- Instructions to follow:
Collect every line of the records below that contains the word "overrides".

————————

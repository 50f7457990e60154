//! Chat Archive Organizer - Turn exported ChatGPT conversations into a categorized Markdown vault
//!
//! This library reads the `conversations.json` archives produced by ChatGPT's data export
//! and writes one folder per conversation under a category directory. It supports:
//!
//! - Reconstructing each conversation's chronology from its message tree
//! - Rendering transcripts as Markdown plus a plain-text replay prompt
//! - Categorizing by operator overrides, content keywords or title keywords
//! - Building a categorized `index.md` and a list of uncategorized titles
//!
//! # Example
//!
//! ```no_run
//! use chat_archive_organizer::{FsSink, OverrideMap, ProcessContext, RunOptions, Taxonomy};
//! use chat_archive_organizer::{load_archive, run};
//! use std::path::Path;
//!
//! let conversations = load_archive(Path::new("conversations.json"))?;
//! let taxonomy = Taxonomy::builtin()?;
//! let overrides = OverrideMap::new();
//! let options = RunOptions::new("vault");
//! let ctx = ProcessContext {
//!     taxonomy: &taxonomy,
//!     overrides: &overrides,
//!     options: &options,
//!     now: chrono::Utc::now(),
//! };
//! let report = run(&conversations, &ctx, &mut FsSink)?;
//! println!("Wrote {} conversations", report.indexed);
//! # Ok::<(), anyhow::Error>(())
//! ```

pub mod categorizer;
pub mod cli;
pub mod indexer;
pub mod models;
pub mod parsers;
pub mod pipeline;
pub mod transcript;
pub mod utils;

// Re-export commonly used types
pub use categorizer::{OverrideMap, Taxonomy};
pub use models::{CategoryAssignment, Conversation, IndexEntry};
pub use parsers::{load_archive, load_archives};
pub use pipeline::{FsSink, MemorySink, ProcessContext, RunOptions, RunReport, run};
pub use utils::naming::sanitize;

————————

- Answer to this task:
//! - Categorizing by operator overrides, content keywords or title keywords
//! let overrides = OverrideMap::new();
//!     overrides: &overrides,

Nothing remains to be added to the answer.